James Graham
Almeida Theatre
Duke of York's Theatre

Richard Coyle as Larry Lamb and Bertie Carvel as Rupert Murdoch Credit: Marc Brenner
Pearl Chanda as Stephanie Rahn and Richard Coyle as Larry Lamb Credit: Marc Brenner
The Company of Ink Credit: Marc Brenner

There is a strong possibility that Ink will end 2017 as the Best New Play in the eyes of many ordinary theatregoers but also those who choose award winners.

Following a sell-out run at the Almeida, James Graham’s play about the early days of Rupert Murdoch’s long and colourful career as a leader of the British media transfers the West End.

Directed with élan by Rupert Goold, the drama largely centres on the dynamic duo of Bertie Carvel as Murdoch and Richard Coyle playing his editor, tough Yorkshireman Larry Lamb.

As he demonstrated so successfully in This House, James Graham has a knack of replicating historical events from before his birth in a manner that appears to be absolutely authentic. For every minute of an engrossing three-hour running time, the activities of the media mogul and his cohorts seem totally believable, even though on occasion, they are outrageous.

Events open in 1969 on a Bunny Christie set designed around vertiginous piles of old desks and newspapers, as the Australian entrepreneur, already proprietor of the News of the World, makes a momentous decision to purchase the failing Sun title and wage a war to beat the country’s highest circulating daily newspaper, The Daily Mirror.

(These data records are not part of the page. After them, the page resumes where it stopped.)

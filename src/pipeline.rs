use anyhow::{Context, Result};
use tracing::{error, info, warn};

use crate::config::Config;
use crate::espn_fetch::{apply_detail, fetch_event_detail, fetch_primary_events};
use crate::highlights::select_highlights;
use crate::http_client::PageSource;
use crate::identity_cache::IdentityCache;
use crate::matcher::reconcile;
use crate::model::{CanonicalEvent, PlayerStat, Side};
use crate::name_resolver::NameResolver;
use crate::render::{GameView, PlayerLine, RenderedMessage, render_digest};
use crate::secondary_fetch::fetch_secondary_events;
use crate::telegram::Publisher;

#[derive(Debug, Clone, Default)]
pub struct Digest {
    pub games: Vec<GameView>,
    pub message: RenderedMessage,
    /// Games posted score-only because no secondary match was found.
    pub degraded: usize,
}

impl Digest {
    pub fn is_empty(&self) -> bool {
        self.games.is_empty()
    }
}

/// One full run: load the cache, build the digest, save the cache, publish.
/// The cache is saved before publishing so a failed send keeps the names
/// learned during the run.
pub fn run(config: &Config, source: &dyn PageSource, publisher: &dyn Publisher) -> Result<Digest> {
    let mut cache = match &config.cache_dir {
        Some(dir) => IdentityCache::load(dir),
        None => {
            warn!("no cache directory available, names will not persist");
            IdentityCache::in_memory()
        }
    };

    let digest = build_digest(config, source, &mut cache);

    if cache.is_dirty() {
        if let Err(err) = cache.save() {
            error!("identity cache not saved: {err:#}");
        }
    }

    if digest.is_empty() {
        info!(date = %config.report_date, "no finished games, nothing to publish");
        return Ok(digest);
    }
    publisher
        .publish(&digest.message)
        .context("failed to publish digest")?;
    Ok(digest)
}

/// Fetches both sources for the report date and renders the digest.
/// Source failures degrade the output; they never abort it.
pub fn build_digest(config: &Config, source: &dyn PageSource, cache: &mut IdentityCache) -> Digest {
    let mut primaries = fetch_primary_events(source, config.report_date);
    if let Some(only) = config.single_event.as_deref() {
        primaries.retain(|p| p.event.event_id == only);
        info!(event_id = only, kept = primaries.len(), "single event mode");
    }
    primaries.retain(|p| {
        if !p.event.completed {
            info!(event = %p.event.identity(), "skipping unfinished game");
        }
        p.event.completed
    });
    if primaries.is_empty() {
        return Digest {
            message: render_digest(None, &[], &config.icons),
            ..Digest::default()
        };
    }

    let secondary = fetch_secondary_events(source, config.report_date);
    let resolver = NameResolver::new(source);

    let mut games = Vec::with_capacity(primaries.len());
    let mut degraded = 0;
    for primary in primaries {
        let mut event = primary.event;
        let detail = fetch_event_detail(source, &event.event_id);
        apply_detail(&mut event, &detail);

        let reconciled = reconcile(&event, &secondary);
        if reconciled.player_rows() == 0 {
            degraded += 1;
        }
        games.push(game_view(reconciled, config, &resolver, cache));
    }

    let message = render_digest(config.title.as_deref(), &games, &config.icons);
    info!(games = games.len(), degraded, "built digest");
    Digest {
        games,
        message,
        degraded,
    }
}

fn game_view(
    event: CanonicalEvent,
    config: &Config,
    resolver: &NameResolver,
    cache: &mut IdentityCache,
) -> GameView {
    let mut lines = [Vec::new(), Vec::new()];
    for (slot, side) in [Side::Home, Side::Away].into_iter().enumerate() {
        let spotlight = config
            .spotlight
            .get(&event.team(side).team_code)
            .map(String::as_str);
        lines[slot] = select_highlights(event.players(side), spotlight)
            .into_iter()
            .map(|player| player_line(player, resolver, cache))
            .collect();
    }
    let [home_lines, away_lines] = lines;
    GameView {
        event,
        home_lines,
        away_lines,
    }
}

fn player_line(player: &PlayerStat, resolver: &NameResolver, cache: &mut IdentityCache) -> PlayerLine {
    let name = resolver.resolve(
        cache,
        &player.given_name,
        &player.family_name,
        &player.stable_id,
    );
    PlayerLine {
        given: name.given,
        given_foreign: player.given_name.clone(),
        family: name.family,
        stats: player.stats.clone(),
    }
}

Supported by Lamb, his tactics are frequently aggressive and occasionally legally dubious, which makes for rich, prurient entertainment for we flies on the fourth wall.

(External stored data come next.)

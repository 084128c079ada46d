use std::collections::HashMap;

use serde_json::{Map, Value};

use crate::model::{Counter, PlayerStat};

/// Case-insensitive counter-name aliases, many-to-one. Both sources feed
/// through this table: the primary's JSON keys and the secondary's Russian
/// table headers.
const COUNTER_ALIASES: &[(&str, Counter)] = &[
    ("pts", Counter::Points),
    ("points", Counter::Points),
    ("очки", Counter::Points),
    ("очк", Counter::Points),
    ("reb", Counter::Rebounds),
    ("rebounds", Counter::Rebounds),
    ("totalrebounds", Counter::Rebounds),
    ("trb", Counter::Rebounds),
    ("подб", Counter::Rebounds),
    ("подборы", Counter::Rebounds),
    ("ast", Counter::Assists),
    ("assists", Counter::Assists),
    ("пер", Counter::Assists),
    ("передачи", Counter::Assists),
    ("stl", Counter::Steals),
    ("steals", Counter::Steals),
    ("перехв", Counter::Steals),
    ("перехваты", Counter::Steals),
    ("blk", Counter::Blocks),
    ("blocks", Counter::Blocks),
    ("blockedshots", Counter::Blocks),
    ("бш", Counter::Blocks),
    ("блок-шоты", Counter::Blocks),
];

#[derive(Debug, Clone, Default, PartialEq)]
pub struct RawAthlete {
    pub id: String,
    pub display_name: String,
    pub given_name: Option<String>,
    pub family_name: Option<String>,
    pub profile_slug: Option<String>,
}

#[derive(Debug, Clone, PartialEq)]
pub enum GroupValues {
    /// Values positionally aligned with the group's key list.
    Aligned(Vec<Value>),
    /// Values keyed by stat name; the group's key list is not consulted.
    Keyed(Map<String, Value>),
}

#[derive(Debug, Clone, PartialEq)]
pub struct GroupRow {
    pub athlete: RawAthlete,
    pub values: GroupValues,
}

/// The shapes one team's player statistics arrive in.
#[derive(Debug, Clone, PartialEq)]
pub enum StatPayload {
    Grouped { keys: Vec<String>, rows: Vec<GroupRow> },
    Direct { athlete: RawAthlete, stats: Map<String, Value> },
    Totals { athlete: RawAthlete, totals: Map<String, Value> },
}

#[derive(Debug, Clone, Default, PartialEq)]
pub struct RawTeamPayload {
    pub team_code: String,
    pub payloads: Vec<StatPayload>,
}

pub fn counter_for_key(key: &str) -> Option<Counter> {
    let folded = key.trim().to_lowercase();
    COUNTER_ALIASES
        .iter()
        .find(|(alias, _)| *alias == folded)
        .map(|(_, counter)| *counter)
}

/// Reads a counter value from a JSON number or numeric string.
pub fn count_value(value: &Value) -> Option<u32> {
    match value {
        Value::Number(n) => {
            if let Some(v) = n.as_u64() {
                return u32::try_from(v).ok();
            }
            let f = n.as_f64()?;
            if f.is_finite() && f >= 0.0 {
                Some(f.round() as u32)
            } else {
                None
            }
        }
        Value::String(s) => {
            let trimmed = s.trim();
            if trimmed.is_empty() || trimmed == "-" {
                return None;
            }
            trimmed.parse::<u32>().ok()
        }
        _ => None,
    }
}

/// Accumulates athletes in first-seen order, merging counters by maximum.
#[derive(Debug, Default)]
struct Accumulator {
    order: Vec<String>,
    rows: HashMap<String, PlayerStat>,
}

impl Accumulator {
    fn from_rows(rows: Vec<PlayerStat>) -> Self {
        let mut acc = Self::default();
        for row in rows {
            let key = row.merge_key();
            if !acc.rows.contains_key(&key) {
                acc.order.push(key.clone());
            }
            acc.rows.insert(key, row);
        }
        acc
    }

    fn entry(&mut self, athlete: &RawAthlete) -> &mut PlayerStat {
        let mut fresh = PlayerStat::new(&athlete.id, &athlete.display_name);
        if let Some(given) = athlete.given_name.as_deref().filter(|g| !g.trim().is_empty()) {
            fresh.given_name = given.trim().to_string();
        }
        if let Some(family) = athlete.family_name.as_deref().filter(|f| !f.trim().is_empty()) {
            fresh.family_name = family.trim().to_string();
        }
        fresh.profile_slug = athlete.profile_slug.clone();

        let key = fresh.merge_key();
        if !self.rows.contains_key(&key) {
            self.order.push(key.clone());
        }
        let row = self.rows.entry(key).or_insert_with(|| fresh.clone());
        if row.given_name.is_empty() {
            row.given_name = fresh.given_name;
        }
        if row.family_name.is_empty() {
            row.family_name = fresh.family_name;
        }
        if row.display_name.is_empty() {
            row.display_name = fresh.display_name;
        }
        if row.profile_slug.is_none() {
            row.profile_slug = fresh.profile_slug;
        }
        row
    }

    fn merge_pair(&mut self, athlete: &RawAthlete, key: &str, value: &Value) {
        let Some(counter) = counter_for_key(key) else {
            return;
        };
        let Some(count) = count_value(value) else {
            return;
        };
        self.entry(athlete).stats.merge_max(counter, count);
    }

    fn merge_map(&mut self, athlete: &RawAthlete, map: &Map<String, Value>) {
        // Touch the athlete even when no counter is recognised so the row exists.
        self.entry(athlete);
        for (key, value) in map {
            self.merge_pair(athlete, key, value);
        }
    }

    fn apply(&mut self, payload: &StatPayload) {
        match payload {
            StatPayload::Grouped { keys, rows } => self.apply_grouped(keys, rows),
            StatPayload::Direct { athlete, stats } => self.merge_map(athlete, stats),
            StatPayload::Totals { athlete, totals } => self.merge_map(athlete, totals),
        }
    }

    fn apply_grouped(&mut self, keys: &[String], rows: &[GroupRow]) {
        for row in rows {
            match &row.values {
                GroupValues::Aligned(values) => {
                    self.entry(&row.athlete);
                    for (key, value) in keys.iter().zip(values) {
                        self.merge_pair(&row.athlete, key, value);
                    }
                }
                GroupValues::Keyed(map) => self.merge_map(&row.athlete, map),
            }
        }
    }

    fn finish(mut self) -> Vec<PlayerStat> {
        self.order
            .iter()
            .filter_map(|key| self.rows.remove(key))
            .collect()
    }
}

/// Canonical per-player stat records for one team's payloads.
pub fn normalize(payload: &RawTeamPayload) -> Vec<PlayerStat> {
    let mut acc = Accumulator::default();
    for item in &payload.payloads {
        acc.apply(item);
    }
    acc.finish()
}

/// Folds a second, more detailed fetch into already-normalized rows.
/// Counters only move up; athletes missing from `rows` are appended.
pub fn augment(rows: &mut Vec<PlayerStat>, detail: &RawTeamPayload) {
    let mut acc = Accumulator::from_rows(std::mem::take(rows));
    for item in &detail.payloads {
        acc.apply(item);
    }
    *rows = acc.finish();
}

#[cfg(test)]
mod tests {
    use serde_json::json;

    use super::{count_value, counter_for_key};
    use crate::model::Counter;

    #[test]
    fn counter_aliases_are_case_insensitive() {
        assert_eq!(counter_for_key("PTS"), Some(Counter::Points));
        assert_eq!(counter_for_key("totalRebounds"), Some(Counter::Rebounds));
        assert_eq!(counter_for_key("БШ"), Some(Counter::Blocks));
        assert_eq!(counter_for_key("minutes"), None);
    }

    #[test]
    fn count_value_accepts_numeric_strings() {
        assert_eq!(count_value(&json!(12)), Some(12));
        assert_eq!(count_value(&json!("7")), Some(7));
        assert_eq!(count_value(&json!(3.0)), Some(3));
        assert_eq!(count_value(&json!("-")), None);
        assert_eq!(count_value(&json!("DNP")), None);
        assert_eq!(count_value(&json!(-2)), None);
    }
}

What shines through is the cussed determination of these two outsiders to achieve their goal at whatever cost is required, each taking the other on when additional confidence or boldness is most needed.

Putting together a team of undesirables to transform a title that was “a laughing stock on the street”, they get the presses rolling on what would now be called a new concept, doubling sales in a month.

Their formula may be crass and distasteful but booze, fags, giveaways, gossip and, above all, sex sold fifty years ago, as they still do today, even if the mix has been refined by the passing decades.

Having set up the chase prior to the interval, James Graham is as single-minded as his leading figures in the second half.

Two features provide the evening with a solid ethical debate as first, the wife of a Sun executive is kidnapped and becomes front page fare, before the final throw of the dice as day 365 looms with the Mirror run by Jonathan Coy’s Hugh Cudlipp still in the lead.

The coup de grâce comes when Pearl Chanda in the role of an Anglo-Asian model becomes a porn pawn as Page 3 is launched with dramatic results.

These two events define the play but also set the terms of the audacious and avaricious Murdoch media empire with which we are all familiar today.

Rupert Goold’s production features a fine cast to support the exemplary efforts of the two leads and helps to bring the text to life and in doing so utilises a variety of directorial flourishes including songs and music in addition to the ability to make every joke and issue hit each viewer right between the eyes.

If proof were still needed that the prolific James Graham is the real thing, Ink provides that utilising wonderfully vivid storytelling and characterisation as it delivers a depressingly accurate message about our times. In what is turning out to be a strong year for new writing, this intelligent and highly entertaining drama looks like being primus inter pares and should be on everyone’s must-see list.